The above scenario is common in most shared hosting environments. The reason why the attacker needs to look for world-readable files is because the first compromised site is likely running as a different user. This is done through something like suPHP or suEXEC which will run PHP under a user configured in the site’s virtual host. In order to protect our site from other users on the same server, we need to make sure any files containing sensitive data are readable (and writable) only by our user and group. Let’s assume we’re the wordfence-web user in the wordfence group.

suPHP/suEXEC Environment File Permissions

To lock down permissions for our WordPress install, we need to change the permissions for each directory within the document root of the site to 750 (rwxr-x—) and verify those files are also owned by our wordfence user.

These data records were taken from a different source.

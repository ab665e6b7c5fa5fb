//! PSO configuration.

use crate::params::{self, ParamInfo, ParamValues};

/// Configuration for Particle Swarm Optimization.
///
/// # Builder Pattern
///
/// ```
/// use u_optsession::pso::PsoConfig;
///
/// let config = PsoConfig::default()
///     .with_swarm_size(40)
///     .with_dimensions(3)
///     .with_inertia(0.6)
///     .with_seed(7);
/// assert!(config.validate().is_ok());
/// ```
#[derive(Debug, Clone, PartialEq)]
pub struct PsoConfig {
    /// Number of particles.
    pub swarm_size: usize,

    /// Dimensionality of each position.
    pub dimensions: usize,

    /// Inertia weight `w`.
    pub inertia: f64,

    /// Cognitive coefficient `c1` (pull towards the personal best).
    pub cognitive: f64,

    /// Social coefficient `c2` (pull towards the global best).
    pub social: f64,

    /// Iteration budget.
    pub max_iterations: usize,

    /// Initial velocity bound, as a fraction of the axis width.
    pub initial_velocity: f64,

    /// Factor applied to the velocity after a bound violation.
    pub bounce_damping: f64,

    /// Random seed for reproducibility. `None` draws one from the OS.
    pub seed: Option<u64>,
}

impl Default for PsoConfig {
    fn default() -> Self {
        Self {
            swarm_size: 30,
            dimensions: 2,
            inertia: 0.7,
            cognitive: 1.5,
            social: 1.5,
            max_iterations: 100,
            initial_velocity: 0.1,
            bounce_damping: -0.5,
            seed: None,
        }
    }
}

impl PsoConfig {
    pub const SWARM_SIZE: ParamInfo = ParamInfo {
        name: "swarmSize",
        description: "Number of particles in the swarm",
        lower: 1.0,
        upper: 10_000.0,
        default: 30.0,
        integer: true,
    };

    pub const DIMENSIONS: ParamInfo = ParamInfo {
        name: "dimensions",
        description: "Dimensionality of a particle position",
        lower: 1.0,
        upper: 1_000.0,
        default: 2.0,
        integer: true,
    };

    pub const INERTIA: ParamInfo = ParamInfo {
        name: "w",
        description: "Inertia weight",
        lower: 0.0,
        upper: 1.5,
        default: 0.7,
        integer: false,
    };

    pub const COGNITIVE: ParamInfo = ParamInfo {
        name: "c1",
        description: "Cognitive coefficient",
        lower: 0.0,
        upper: 4.0,
        default: 1.5,
        integer: false,
    };

    pub const SOCIAL: ParamInfo = ParamInfo {
        name: "c2",
        description: "Social coefficient",
        lower: 0.0,
        upper: 4.0,
        default: 1.5,
        integer: false,
    };

    /// Parameter catalogue published for request validation.
    pub const PARAMS: &'static [ParamInfo] = &[
        Self::SWARM_SIZE,
        Self::DIMENSIONS,
        Self::INERTIA,
        Self::COGNITIVE,
        Self::SOCIAL,
    ];

    /// Reads the catalogued parameters from `values`, falling back to
    /// defaults. `steps` becomes the iteration budget.
    pub fn from_params(values: &ParamValues, steps: usize) -> Self {
        Self {
            swarm_size: params::value_or_default(values, &Self::SWARM_SIZE) as usize,
            dimensions: params::value_or_default(values, &Self::DIMENSIONS) as usize,
            inertia: params::value_or_default(values, &Self::INERTIA),
            cognitive: params::value_or_default(values, &Self::COGNITIVE),
            social: params::value_or_default(values, &Self::SOCIAL),
            max_iterations: steps,
            seed: params::seed(values),
            ..Self::default()
        }
    }

    pub fn with_swarm_size(mut self, n: usize) -> Self {
        self.swarm_size = n;
        self
    }

    pub fn with_dimensions(mut self, n: usize) -> Self {
        self.dimensions = n;
        self
    }

    pub fn with_inertia(mut self, w: f64) -> Self {
        self.inertia = w;
        self
    }

    /// Sets `c1` and `c2`.
    pub fn with_coefficients(mut self, c1: f64, c2: f64) -> Self {
        self.cognitive = c1;
        self.social = c2;
        self
    }

    pub fn with_max_iterations(mut self, n: usize) -> Self {
        self.max_iterations = n;
        self
    }

    pub fn with_seed(mut self, seed: u64) -> Self {
        self.seed = Some(seed);
        self
    }

    /// Validates the configuration.
    pub fn validate(&self) -> Result<(), String> {
        if self.swarm_size == 0 {
            return Err("swarmSize must be at least 1".into());
        }
        if self.dimensions == 0 {
            return Err("dimensions must be at least 1".into());
        }
        if self.max_iterations == 0 {
            return Err("iteration budget must be at least 1".into());
        }
        for (name, v) in [
            ("w", self.inertia),
            ("c1", self.cognitive),
            ("c2", self.social),
        ] {
            if !v.is_finite() || v < 0.0 {
                return Err(format!("{name} must be a non-negative number"));
            }
        }
        Ok(())
    }
}

#[cfg(test)]
mod tests {
    use super::*;

    #[test]
    fn test_default_config() {
        let config = PsoConfig::default();
        assert_eq!(config.swarm_size, 30);
        assert_eq!(config.dimensions, 2);
        assert!((config.inertia - 0.7).abs() < 1e-12);
        assert!((config.bounce_damping + 0.5).abs() < 1e-12);
        assert!(config.validate().is_ok());
    }

    #[test]
    fn test_from_params() {
        let mut values = ParamValues::new();
        values.insert("SwarmSize".into(), 12.0);
        values.insert("w".into(), 0.4);
        values.insert("c2".into(), 2.0);
        let config = PsoConfig::from_params(&values, 25);
        assert_eq!(config.swarm_size, 12);
        assert_eq!(config.dimensions, 2);
        assert!((config.inertia - 0.4).abs() < 1e-12);
        assert!((config.cognitive - 1.5).abs() < 1e-12);
        assert!((config.social - 2.0).abs() < 1e-12);
        assert_eq!(config.max_iterations, 25);
    }

    #[test]
    fn test_validate() {
        assert!(PsoConfig::default().with_swarm_size(0).validate().is_err());
        assert!(PsoConfig::default().with_dimensions(0).validate().is_err());
        assert!(PsoConfig::default().with_max_iterations(0).validate().is_err());
        assert!(PsoConfig::default().with_inertia(-0.1).validate().is_err());
    }
}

chown -R wordfence-web:wordfence /path/to/your/wordpress/install/
find /path/to/your/wordpress/install/ -type d -exec chmod 750 {} \;

This permissions scheme ensures that all directories cannot be read or listed by other users on the server. We’ll do the same for files using 640 (rw-r—–).

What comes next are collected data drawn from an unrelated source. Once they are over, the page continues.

//! Real-vector genetic operators.
//!
//! # Crossover
//!
//! - [`blend_crossover`] (BLX-α): Eshelman & Schaffer (1993). Each child
//!   gene is drawn uniformly from the parents' interval extended by
//!   `α · range` on both sides, then clamped to the axis bounds.
//!
//! # Mutation
//!
//! - [`gaussian_mutation`]: per-gene additive `N(0, σ²)` noise with
//!   probability `p`, clamped to the axis bounds.
//! - [`annealed_sigma`]: geometric σ schedule from `start · width` at
//!   generation 0 towards `end · width` at the end of the budget.
//!
//! # References
//!
//! - Eshelman & Schaffer (1993), "Real-Coded Genetic Algorithms and
//!   Interval-Schemata"
//! - Bäck & Schwefel (1993), "An Overview of Evolutionary Algorithms for
//!   Parameter Optimization"

use crate::problem::Bounds;
use rand::Rng;
use rand_distr::StandardNormal;

/// BLX-α crossover producing two children.
///
/// For each gene, with `lo = min(p1, p2)`, `hi = max(p1, p2)`,
/// `range = hi - lo`, both children draw independently from
/// `[lo - α·range, hi + α·range]` and are clamped to `bounds[i]`.
/// Identical parent genes are copied through.
///
/// # Panics
/// Panics if the parents and `bounds` differ in length.
pub fn blend_crossover<R: Rng>(
    parent1: &[f64],
    parent2: &[f64],
    bounds: &[Bounds],
    alpha: f64,
    rng: &mut R,
) -> (Vec<f64>, Vec<f64>) {
    let n = parent1.len();
    assert_eq!(n, parent2.len(), "parents must have equal length");
    assert_eq!(n, bounds.len(), "bounds must cover every gene");

    let mut child1 = Vec::with_capacity(n);
    let mut child2 = Vec::with_capacity(n);

    for i in 0..n {
        let lo = parent1[i].min(parent2[i]);
        let hi = parent1[i].max(parent2[i]);
        let range = hi - lo;
        if range <= f64::EPSILON * hi.abs().max(1.0) {
            child1.push(bounds[i].clamp(lo));
            child2.push(bounds[i].clamp(lo));
            continue;
        }
        let (a, b) = (lo - alpha * range, hi + alpha * range);
        child1.push(bounds[i].clamp(rng.random_range(a..=b)));
        child2.push(bounds[i].clamp(rng.random_range(a..=b)));
    }

    (child1, child2)
}

/// Mutation strength for `generation` of a `budget`-generation run on an
/// axis of `width`.
///
/// `σ = start·w · (end/start)^(generation/budget)`.
pub fn annealed_sigma(width: f64, start: f64, end: f64, generation: usize, budget: usize) -> f64 {
    let progress = if budget == 0 {
        1.0
    } else {
        (generation as f64 / budget as f64).min(1.0)
    };
    let s0 = start * width;
    let s1 = end * width;
    s0 * (s1 / s0).powf(progress)
}

/// Adds `N(0, σᵢ²)` noise to each gene with probability `probability`,
/// clamping to `bounds[i]`. `sigmas[i]` is the strength for gene `i`.
///
/// Returns the number of genes mutated.
pub fn gaussian_mutation<R: Rng>(
    genes: &mut [f64],
    bounds: &[Bounds],
    sigmas: &[f64],
    probability: f64,
    rng: &mut R,
) -> usize {
    let mut mutated = 0;
    for (i, gene) in genes.iter_mut().enumerate() {
        if rng.random_bool(probability) {
            let z: f64 = rng.sample(StandardNormal);
            *gene = bounds[i].clamp(*gene + z * sigmas[i]);
            mutated += 1;
        }
    }
    mutated
}

#[cfg(test)]
mod tests {
    use super::*;
    use rand::rngs::StdRng;
    use rand::SeedableRng;

    fn unit_bounds(n: usize) -> Vec<Bounds> {
        vec![Bounds::new(-5.0, 5.0); n]
    }

    // ---- Blend crossover ----

    #[test]
    fn test_blend_within_extended_interval() {
        let mut rng = StdRng::seed_from_u64(42);
        let p1 = [0.0, 1.0];
        let p2 = [1.0, 3.0];
        for _ in 0..200 {
            let (c1, c2) = blend_crossover(&p1, &p2, &unit_bounds(2), 0.5, &mut rng);
            for c in [&c1, &c2] {
                assert!((-0.5..=1.5).contains(&c[0]), "gene 0 out of BLX range: {}", c[0]);
                assert!((0.0..=4.0).contains(&c[1]), "gene 1 out of BLX range: {}", c[1]);
            }
        }
    }

    #[test]
    fn test_blend_clamps_to_domain() {
        let mut rng = StdRng::seed_from_u64(1);
        let p1 = [4.9];
        let p2 = [-4.9];
        for _ in 0..200 {
            let (c1, c2) = blend_crossover(&p1, &p2, &unit_bounds(1), 0.5, &mut rng);
            assert!((-5.0..=5.0).contains(&c1[0]));
            assert!((-5.0..=5.0).contains(&c2[0]));
        }
    }

    #[test]
    fn test_blend_identical_parents() {
        let mut rng = StdRng::seed_from_u64(3);
        let p = [1.25, -2.0];
        let (c1, c2) = blend_crossover(&p, &p, &unit_bounds(2), 0.5, &mut rng);
        assert_eq!(c1, p.to_vec());
        assert_eq!(c2, p.to_vec());
    }

    // ---- Sigma schedule ----

    #[test]
    fn test_annealed_sigma_endpoints() {
        let width = 10.0;
        let s0 = annealed_sigma(width, 0.1, 0.0001, 0, 100);
        let s_end = annealed_sigma(width, 0.1, 0.0001, 100, 100);
        assert!((s0 - 1.0).abs() < 1e-12);
        assert!((s_end - 0.001).abs() < 1e-12);
    }

    #[test]
    fn test_annealed_sigma_monotone() {
        let mut prev = f64::INFINITY;
        for g in 0..=50 {
            let s = annealed_sigma(4.0, 0.1, 0.0001, g, 50);
            assert!(s < prev);
            prev = s;
        }
    }

    // ---- Gaussian mutation ----

    #[test]
    fn test_mutation_probability_zero_is_noop() {
        let mut rng = StdRng::seed_from_u64(5);
        let mut genes = vec![1.0, 2.0, 3.0];
        let n = gaussian_mutation(&mut genes, &unit_bounds(3), &[1.0; 3], 0.0, &mut rng);
        assert_eq!(n, 0);
        assert_eq!(genes, vec![1.0, 2.0, 3.0]);
    }

    #[test]
    fn test_mutation_stays_in_bounds() {
        let mut rng = StdRng::seed_from_u64(11);
        let bounds = unit_bounds(4);
        for _ in 0..200 {
            let mut genes = vec![4.99, -4.99, 0.0, 2.5];
            let n = gaussian_mutation(&mut genes, &bounds, &[5.0; 4], 1.0, &mut rng);
            assert_eq!(n, 4);
            assert!(genes.iter().all(|g| (-5.0..=5.0).contains(g)));
        }
    }
}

find /path/to/your/wordpress/install/ -type f -exec chmod 640 {} \;

Note: Depending on whether you would like WordPress (the PHP user) to be able to write to files on the server, you can toggle the user-writable bit for each of these permissions: 550 (r-xr-x—) for directories and 440 (r–r—–) for files.

mod_php Environment File Permissions (or where an FTP user will have ownership)

In some setups such as VPS’s, suPHP or suEXEC isn’t used and there’s an FTP user used to push files to the website, and also the web server user *possibly* writing to the files as well. This is best suited for servers where there’s only one site running. We’ll need to change the permissions for each directory to 750 (rwxr-x—) and change the user to our FTP user (wordfence-ftp) and the group to the web servers user (www-data).

chown -R wordfence-ftp:www-data /path/to/your/wordpress/install/
find /path/to/your/wordpress/install/ -type d -exec chmod 770 {} \;

This permissions scheme ensures that all directories can only be read or listed by the FTP user and the web servers group. We’ll do the same for files using 660 (rw-rw—-).

find /path/to/your/wordpress/install/ -type f -exec chmod 660 {} \;

Note: Depending on whether you would like WordPress (the web server user) to be able to write to files on the server, you can toggle the group-writable bit for each of these permissions: 750 (rwxr-x—) for directories and 640 (rw-r—–) for files.

Securing Your Own Sites

This same method of spreading the infection can happen within the same account if there are multiple sites running as our user. If we have our live site (wordfence.com) fully up-to-date, but another development site (dev.wordfence.com) running outdated plugins or themes, we need to make sure both are kept up to date. The file permissions we’ve setup here are to protect our user, but since our outdated dev.wordfence.com runs as our user, the file permissions won’t prevent wordfence.com from being compromised once dev.wordfence.com is. If at all possible, run each site as a different user, and be diligent about keeping up with plugin and theme updates.

Further Hardening

For the paranoid and more hands on approach, you can always prevent the web site from being able to write to its own files. There were a few “notes” included after each environment’s permissions setup, which will remove the ability for the site to write to its own files. This will effectively disable a number of core functions WordPress offers:

  • Modifying your .htaccess file to add permalink rules.
  • Auto upgrading core and plugins with security updates.
  • Upgrading anything via the web interface.*
  • Editing theme files from the admin interface.*
  • Uploading media will be disabled.

* It’s still possible to upload plugins by entering FTP credentials at the prompt

The security benefit to this is that even if the attacker gains access to the database, they won’t be able to use the admin account to upload a malicious plugin or use the theme/plugins editor to run their own code. It adds another layer of protection, but at the expense of added time and cost of administration. It also does not guarantee the infection cannot spread, just adds another obstacle the attacker must overcome. There are advantages and disadvantages to both, weigh the options and decide which works for you.